//! Strongly typed capability records.
//!
//! Each record type carries a descriptor table, [`Record::FIELDS`], which pairs every display
//! label with the accessor for its value. Labels and values are declared side by side in a single
//! list, so a record can never render a label against the wrong field.

mod device;
mod extension;
mod features;
mod instance;
mod memory;
mod queue;
mod value;

pub use self::{
    device::{DeviceLimits, DeviceProperties, DeviceType, SparseProperties},
    extension::{ExtensionProperties, LayerProperties},
    features::Features,
    instance::InstanceInfo,
    memory::{HeapFlags, MemoryHeap, MemoryProperties, MemoryPropertyFlags, MemoryType},
    queue::{QueueFamilyProperties, QueueFlags},
    value::{FromVk, IntoValue, SampleCounts, UnknownEnumValue, Value},
};

use std::fmt::{Debug, Formatter};

/// One labelled field of a record.
pub struct Field<R> {
    /// Human-readable display name.
    pub label: &'static str,

    /// Reads the value of this field from a record.
    pub get: fn(&R) -> Value,
}

impl<R> Debug for Field<R> {
    fn fmt(&self, f: &mut Formatter<'_>) -> std::fmt::Result {
        f.debug_struct("Field").field("label", &self.label).finish()
    }
}

/// A fixed-shape capability record.
pub trait Record: Sized + 'static {
    /// Every field of the record, in display order.
    const FIELDS: &'static [Field<Self>];

    /// Iterates the `(label, value)` pairs of this record in display order.
    fn values(&self) -> impl Iterator<Item = (&'static str, Value)> + '_ {
        Self::FIELDS
            .iter()
            .map(move |field| (field.label, (field.get)(self)))
    }
}

/// A record which is reported as one entry of a list, such as a queue family.
pub trait ListEntry: Record {
    /// Returns the name used to prefix the labels of this entry.
    fn entry_label(&self, idx: usize) -> String;
}

/// Declares a record struct together with its descriptor table.
///
/// Each field is written once: name, type, display label. When a `vk` type is given the record
/// also converts from it, reading the identically named `ash` field through [`FromVk`].
macro_rules! record {
    (
        $(#[$attr:meta])*
        pub struct $name:ident: $vk:ty {
            $(
                $(#[$field_attr:meta])*
                $field:ident: $ty:ty => $label:literal,
            )*
        }
    ) => {
        $crate::record::record! {
            $(#[$attr])*
            pub struct $name {
                $(
                    $(#[$field_attr])*
                    $field: $ty => $label,
                )*
            }
        }

        impl From<&$vk> for $name {
            fn from(value: &$vk) -> Self {
                Self {
                    $(
                        $field: $crate::record::FromVk::from_vk(value.$field),
                    )*
                }
            }
        }
    };
    (
        $(#[$attr:meta])*
        pub struct $name:ident {
            $(
                $(#[$field_attr:meta])*
                $field:ident: $ty:ty => $label:literal,
            )*
        }
    ) => {
        $(#[$attr])*
        #[derive(Clone, Debug, Default, PartialEq)]
        pub struct $name {
            $(
                $(#[$field_attr])*
                pub $field: $ty,
            )*
        }

        impl $crate::record::Record for $name {
            const FIELDS: &'static [$crate::record::Field<Self>] = &[
                $(
                    $crate::record::Field {
                        label: $label,
                        get: |record: &Self| $crate::record::IntoValue::to_value(&record.$field),
                    },
                )*
            ];
        }
    };
}

pub(crate) use record;
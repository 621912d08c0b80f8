use async_trait::async_trait;
use sqlx::PgPool;

use crate::dto::page::{Page, PageRequest};
use crate::models::truck::{NewTruck, Truck};
use crate::utils::errors::AppError;

/// Persistence contract for trucks. The service is generic over this trait
/// so the SQL-backed implementation can be swapped out in tests.
#[async_trait]
pub trait TruckStore: Send + Sync {
    async fn insert(&self, new_truck: NewTruck) -> Result<Truck, AppError>;
    async fn update(&self, truck: &Truck) -> Result<Truck, AppError>;
    async fn find_by_id(&self, id: i64) -> Result<Option<Truck>, AppError>;
    async fn find_all(&self) -> Result<Vec<Truck>, AppError>;
    async fn find_page(&self, request: &PageRequest) -> Result<Page<Truck>, AppError>;
    async fn exists_by_id(&self, id: i64) -> Result<bool, AppError>;
    async fn delete_by_id(&self, id: i64) -> Result<(), AppError>;
}

pub struct TruckRepository {
    pool: PgPool,
}

impl TruckRepository {
    pub fn new(pool: PgPool) -> Self {
        Self { pool }
    }
}

#[async_trait]
impl TruckStore for TruckRepository {
    async fn insert(&self, new_truck: NewTruck) -> Result<Truck, AppError> {
        let truck = sqlx::query_as::<_, Truck>(
            r#"
            INSERT INTO trucks (model, status, details)
            VALUES ($1, $2, $3)
            RETURNING id, model, status, details
            "#,
        )
        .bind(new_truck.model)
        .bind(new_truck.status)
        .bind(new_truck.details)
        .fetch_one(&self.pool)
        .await?;

        Ok(truck)
    }

    async fn update(&self, truck: &Truck) -> Result<Truck, AppError> {
        let updated = sqlx::query_as::<_, Truck>(
            r#"
            UPDATE trucks
            SET model = $2, status = $3, details = $4
            WHERE id = $1
            RETURNING id, model, status, details
            "#,
        )
        .bind(truck.id)
        .bind(&truck.model)
        .bind(truck.status)
        .bind(&truck.details)
        .fetch_one(&self.pool)
        .await?;

        Ok(updated)
    }

    async fn find_by_id(&self, id: i64) -> Result<Option<Truck>, AppError> {
        let truck = sqlx::query_as::<_, Truck>(
            "SELECT id, model, status, details FROM trucks WHERE id = $1",
        )
        .bind(id)
        .fetch_optional(&self.pool)
        .await?;

        Ok(truck)
    }

    async fn find_all(&self) -> Result<Vec<Truck>, AppError> {
        let trucks = sqlx::query_as::<_, Truck>(
            "SELECT id, model, status, details FROM trucks ORDER BY id",
        )
        .fetch_all(&self.pool)
        .await?;

        Ok(trucks)
    }

    async fn find_page(&self, request: &PageRequest) -> Result<Page<Truck>, AppError> {
        let total: i64 = sqlx::query_scalar("SELECT COUNT(*) FROM trucks")
            .fetch_one(&self.pool)
            .await?;

        // Column and direction come from closed enums, never from raw input.
        let query = format!(
            "SELECT id, model, status, details FROM trucks ORDER BY {} {} LIMIT $1 OFFSET $2",
            request.sort_field.column(),
            request.sort_direction.keyword(),
        );

        let content = sqlx::query_as::<_, Truck>(&query)
            .bind(request.size)
            .bind(request.offset())
            .fetch_all(&self.pool)
            .await?;

        Ok(Page::new(content, total, request))
    }

    async fn exists_by_id(&self, id: i64) -> Result<bool, AppError> {
        let exists: bool = sqlx::query_scalar("SELECT EXISTS(SELECT 1 FROM trucks WHERE id = $1)")
            .bind(id)
            .fetch_one(&self.pool)
            .await?;

        Ok(exists)
    }

    async fn delete_by_id(&self, id: i64) -> Result<(), AppError> {
        sqlx::query("DELETE FROM trucks WHERE id = $1")
            .bind(id)
            .execute(&self.pool)
            .await?;

        Ok(())
    }
}
use async_trait::async_trait;
use sqlx::PgPool;

use crate::models::user::{Role, User, UserWithRoles};
use crate::utils::errors::AppError;

/// Lookup contract consumed by the auth service.
#[async_trait]
pub trait UserStore: Send + Sync {
    async fn find_by_username(&self, username: &str) -> Result<Option<UserWithRoles>, AppError>;
}

pub struct UserRepository {
    pool: PgPool,
}

impl UserRepository {
    pub fn new(pool: PgPool) -> Self {
        Self { pool }
    }

    pub async fn role_exists(&self, name: &str) -> Result<bool, AppError> {
        let exists: bool = sqlx::query_scalar("SELECT EXISTS(SELECT 1 FROM roles WHERE name = $1)")
            .bind(name)
            .fetch_one(&self.pool)
            .await?;

        Ok(exists)
    }

    pub async fn username_exists(&self, username: &str) -> Result<bool, AppError> {
        let exists: bool =
            sqlx::query_scalar("SELECT EXISTS(SELECT 1 FROM users WHERE username = $1)")
                .bind(username)
                .fetch_one(&self.pool)
                .await?;

        Ok(exists)
    }

    pub async fn insert_role(&self, name: &str) -> Result<Role, AppError> {
        let role = sqlx::query_as::<_, Role>(
            "INSERT INTO roles (name) VALUES ($1) RETURNING id, name",
        )
        .bind(name)
        .fetch_one(&self.pool)
        .await?;

        Ok(role)
    }

    pub async fn find_role_by_name(&self, name: &str) -> Result<Option<Role>, AppError> {
        let role = sqlx::query_as::<_, Role>("SELECT id, name FROM roles WHERE name = $1")
            .bind(name)
            .fetch_optional(&self.pool)
            .await?;

        Ok(role)
    }

    pub async fn insert_user(&self, username: &str, password_hash: &str) -> Result<User, AppError> {
        let user = sqlx::query_as::<_, User>(
            r#"
            INSERT INTO users (username, password_hash)
            VALUES ($1, $2)
            RETURNING id, username, password_hash
            "#,
        )
        .bind(username)
        .bind(password_hash)
        .fetch_one(&self.pool)
        .await?;

        Ok(user)
    }

    pub async fn assign_role(&self, user_id: i64, role_id: i64) -> Result<(), AppError> {
        sqlx::query(
            "INSERT INTO users_roles (user_id, role_id) VALUES ($1, $2) ON CONFLICT DO NOTHING",
        )
        .bind(user_id)
        .bind(role_id)
        .execute(&self.pool)
        .await?;

        Ok(())
    }
}

#[async_trait]
impl UserStore for UserRepository {
    async fn find_by_username(&self, username: &str) -> Result<Option<UserWithRoles>, AppError> {
        let user = sqlx::query_as::<_, User>(
            "SELECT id, username, password_hash FROM users WHERE username = $1",
        )
        .bind(username)
        .fetch_optional(&self.pool)
        .await?;

        let user = match user {
            Some(user) => user,
            None => return Ok(None),
        };

        let roles: Vec<String> = sqlx::query_scalar(
            r#"
            SELECT r.name FROM roles r
            JOIN users_roles ur ON ur.role_id = r.id
            WHERE ur.user_id = $1
            ORDER BY r.name
            "#,
        )
        .bind(user.id)
        .fetch_all(&self.pool)
        .await?;

        Ok(Some(UserWithRoles { user, roles }))
    }
}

=-=-=

Task goal:
Taking the listing as a whole, count how many of its lines contain the word "crate", and reply with that count alone.

Exercise solution:
12